Exercise directions: Pull every line with "Duration" from the material.

= Beginning of Section =

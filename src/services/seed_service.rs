// src/services/seed_service.rs
use crate::{
    config::AppConfig,
    db,
    error::AppResult,
    models::{
        certificate::NewCertificate, internship::NewInternship, project::NewProject, user::Role,
    },
    services::{
        auth_service, certificate_service, internship_service, project_service,
        user_service::{self, SeedUser},
    },
};
use chrono::{Duration, Local, NaiveDate};
use sqlx::{SqliteConnection, SqlitePool};

pub const DEFAULT_PASSWORD: &str = "password123";

// (id, username, role, nome) das contas criadas em cada arranque
const DEFAULT_ACCOUNTS: &[(i64, &str, Role, &str)] = &[
    (1, "administrator1", Role::Admin, "Administrator"),
    (2, "rishil", Role::Teacher, "Rishil"),
];

/// Dono de todos os dados de exemplo.
pub const SAMPLE_OWNER_ID: i64 = 3;
const SAMPLE_STUDENT: (i64, &str, Role, &str) = (SAMPLE_OWNER_ID, "student1", Role::Student, "Student One");

/// Prepara a base de dados no arranque.
///
/// Com `reset_on_start` o schema é recriado do zero e as contas por defeito
/// (mais os dados de exemplo, se pedidos) são inseridas. Sem reset apenas
/// garante que as tabelas existem e não semeia nada.
pub async fn bootstrap(db_pool: &SqlitePool, config: &AppConfig) -> AppResult<()> {
    db::init_schema(db_pool, config.reset_on_start).await?;

    if config.reset_on_start {
        seed_database(db_pool, config.bcrypt_cost, config.seed_sample_data).await?;
    } else {
        tracing::info!("Reset desativado: a manter os dados existentes, sem seeding.");
    }
    Ok(())
}

pub async fn seed_database(db_pool: &SqlitePool, bcrypt_cost: u32, with_samples: bool) -> AppResult<()> {
    tracing::info!("Criando utilizadores por defeito...");

    let mut accounts = DEFAULT_ACCOUNTS.to_vec();
    if with_samples {
        accounts.push(SAMPLE_STUDENT);
    }

    // Hash fora da transação (bcrypt é lento)
    let mut users = Vec::with_capacity(accounts.len());
    for (id, username, role, name) in accounts {
        users.push(SeedUser {
            id,
            username: username.to_string(),
            password_hash: auth_service::hash_password(DEFAULT_PASSWORD, bcrypt_cost).await?,
            role,
            name: name.to_string(),
        });
    }

    let mut tx = db_pool.begin().await?;
    if let Err(e) = insert_seed(&mut *tx, &users, with_samples).await {
        tracing::error!("❌ Erro ao semear a base de dados: {:?}", e);
        tx.rollback().await?;
        return Err(e);
    }
    tx.commit().await?;

    tracing::info!("✅ {} utilizadores por defeito criados.", users.len());
    Ok(())
}

async fn insert_seed(conn: &mut SqliteConnection, users: &[SeedUser], with_samples: bool) -> AppResult<()> {
    for user in users {
        user_service::insert_user(conn, user).await?;
    }

    if !with_samples {
        return Ok(());
    }

    let today = Local::now().date_naive();
    for cert in sample_certificates(today) {
        certificate_service::insert_certificate(conn, &cert).await?;
    }
    for project in sample_projects(today) {
        project_service::insert_project(conn, &project).await?;
    }
    for internship in sample_internships(today) {
        internship_service::insert_internship(conn, &internship).await?;
    }
    tracing::info!("Dados de exemplo criados para user {}.", SAMPLE_OWNER_ID);
    Ok(())
}

fn days_ago(today: NaiveDate, days: i64) -> String {
    (today - Duration::days(days)).format("%Y-%m-%d").to_string()
}

fn sample_certificates(today: NaiveDate) -> Vec<NewCertificate> {
    vec![
        NewCertificate {
            title: "Python Programming Certificate".into(),
            issuer: "Coursera".into(),
            date_issued: days_ago(today, 30),
            user_id: SAMPLE_OWNER_ID,
        },
        NewCertificate {
            title: "Web Development Certificate".into(),
            issuer: "Udemy".into(),
            date_issued: days_ago(today, 60),
            user_id: SAMPLE_OWNER_ID,
        },
    ]
}

fn sample_projects(today: NaiveDate) -> Vec<NewProject> {
    vec![
        NewProject {
            title: "Student Management System".into(),
            description: "A web application for managing student records and academic information.".into(),
            start_date: days_ago(today, 90),
            end_date: days_ago(today, 30),
            user_id: SAMPLE_OWNER_ID,
        },
        NewProject {
            title: "E-commerce Website".into(),
            description: "An online shopping platform with user authentication and payment processing.".into(),
            start_date: days_ago(today, 120),
            end_date: days_ago(today, 60),
            user_id: SAMPLE_OWNER_ID,
        },
    ]
}

fn sample_internships(today: NaiveDate) -> Vec<NewInternship> {
    vec![
        NewInternship {
            company: "Tech Solutions Inc.".into(),
            position: "Software Development Intern".into(),
            description: "Worked on developing and maintaining web applications using React and Python.".into(),
            start_date: days_ago(today, 180),
            end_date: days_ago(today, 90),
            user_id: SAMPLE_OWNER_ID,
        },
        NewInternship {
            company: "Data Analytics Co.".into(),
            position: "Data Science Intern".into(),
            description: "Analyzed large datasets and created predictive models using Python and machine learning.".into(),
            start_date: days_ago(today, 270),
            end_date: days_ago(today, 180),
            user_id: SAMPLE_OWNER_ID,
        },
    ]
}

#[cfg(test)]
mod tests {
    use super::*;
    use crate::{db::test_pool, models::filter::OwnerFilter};

    fn config(reset_on_start: bool, seed_sample_data: bool) -> AppConfig {
        AppConfig {
            database_url: "sqlite::memory:".into(),
            host: "127.0.0.1".into(),
            port: 0,
            reset_on_start,
            seed_sample_data,
            bcrypt_cost: crate::db::TEST_BCRYPT_COST,
        }
    }

    async fn user_count(pool: &SqlitePool) -> i64 {
        sqlx::query_scalar("SELECT COUNT(*) FROM users").fetch_one(pool).await.unwrap()
    }

    #[test]
    fn days_ago_formats_plain_dates() {
        let today = NaiveDate::from_ymd_opt(2024, 3, 1).unwrap();
        assert_eq!(days_ago(today, 1), "2024-02-29");
        assert_eq!(days_ago(today, 0), "2024-03-01");
    }

    #[tokio::test]
    async fn default_accounts_have_verifiable_hashes() {
        let pool = test_pool().await;
        bootstrap(&pool, &config(true, false)).await.unwrap();

        assert_eq!(user_count(&pool).await, 2);
        let admin = user_service::find_user_by_username(&pool, "administrator1").await.unwrap().unwrap();
        assert_eq!((admin.id, admin.role), (1, Role::Admin));
        assert_ne!(admin.password_hash, DEFAULT_PASSWORD);
        assert!(auth_service::verify_password(DEFAULT_PASSWORD, &admin.password_hash).await.unwrap());

        let teacher = user_service::find_user_by_username(&pool, "rishil").await.unwrap().unwrap();
        assert_eq!((teacher.id, teacher.role), (2, Role::Teacher));
    }

    #[tokio::test]
    async fn reset_is_destructive_and_repeatable() {
        let pool = test_pool().await;
        bootstrap(&pool, &config(true, true)).await.unwrap();
        bootstrap(&pool, &config(true, true)).await.unwrap();
        assert_eq!(user_count(&pool).await, 3);
    }

    #[tokio::test]
    async fn without_reset_nothing_is_seeded_or_dropped() {
        let pool = test_pool().await;
        bootstrap(&pool, &config(true, false)).await.unwrap();
        bootstrap(&pool, &config(false, true)).await.unwrap();
        assert_eq!(user_count(&pool).await, 2);
        assert!(user_service::find_user_by_username(&pool, "student1").await.unwrap().is_none());
    }

    #[tokio::test]
    async fn sample_data_belongs_to_the_sample_student() {
        let pool = test_pool().await;
        bootstrap(&pool, &config(true, true)).await.unwrap();

        let owner = OwnerFilter::Owner(SAMPLE_OWNER_ID);
        assert_eq!(certificate_service::list_certificates(&pool, owner).await.unwrap().len(), 2);
        assert_eq!(project_service::list_projects(&pool, owner).await.unwrap().len(), 2);
        assert_eq!(internship_service::list_internships(&pool, owner).await.unwrap().len(), 2);
        assert!(certificate_service::list_certificates(&pool, OwnerFilter::Owner(1)).await.unwrap().is_empty());
    }

    #[tokio::test]
    async fn failed_seed_leaves_no_partial_rows() {
        let pool = test_pool().await;
        let users = vec![
            SeedUser { id: 1, username: "a".into(), password_hash: "h".into(), role: Role::Admin, name: "A".into() },
            SeedUser { id: 1, username: "b".into(), password_hash: "h".into(), role: Role::Admin, name: "B".into() },
        ];
        let mut tx = pool.begin().await.unwrap();
        assert!(insert_seed(&mut *tx, &users, false).await.is_err());
        tx.rollback().await.unwrap();
        assert_eq!(user_count(&pool).await, 0);
    }
}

= End of Section =

Solution for this exercise:
use chrono::{Duration, Local, NaiveDate};
    (today - Duration::days(days)).format("%Y-%m-%d").to_string()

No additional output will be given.